◆ GOAL OF THE EXERCISE ◆
The records follow. Filter them to the lines that hold "resume".

Saved entries
=== Begin Enclosure ===
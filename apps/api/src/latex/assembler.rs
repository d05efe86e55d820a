use crate::latex::sections::{
    achievements_tex, education_tex, experience_tex, intro_tex, profiles_tex, projects_tex,
    skills_tex, FOOTER_TEX, HEADER_TEX,
};
use crate::models::resume::ResumeRecord;

/// Concatenates the fixed header, every section fragment in resume order and
/// the fixed footer. Missing sections arrive here already normalized to empty
/// defaults, so each formatter always receives a value.
pub fn assemble_document(resume: &ResumeRecord) -> String {
    let fragments = [
        intro_tex(&resume.intro),
        education_tex(&resume.edu),
        experience_tex(&resume.exp),
        projects_tex(&resume.projects),
        achievements_tex(&resume.ach),
        skills_tex(&resume.skills),
        profiles_tex(&resume.profiles),
    ];

    let body_len: usize = fragments.iter().map(String::len).sum();
    let mut doc = String::with_capacity(HEADER_TEX.len() + body_len + FOOTER_TEX.len());
    doc.push_str(HEADER_TEX);
    for fragment in &fragments {
        doc.push_str(fragment);
    }
    doc.push_str(FOOTER_TEX);
    doc
}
=== End Enclosure ===
◆ SOLUTION ◆
use crate::models::resume::ResumeRecord;
/// Concatenates the fixed header, every section fragment in resume order and
pub fn assemble_document(resume: &ResumeRecord) -> String {
        intro_tex(&resume.intro),
        education_tex(&resume.edu),
        experience_tex(&resume.exp),
        projects_tex(&resume.projects),
        achievements_tex(&resume.ach),
        skills_tex(&resume.skills),
        profiles_tex(&resume.profiles),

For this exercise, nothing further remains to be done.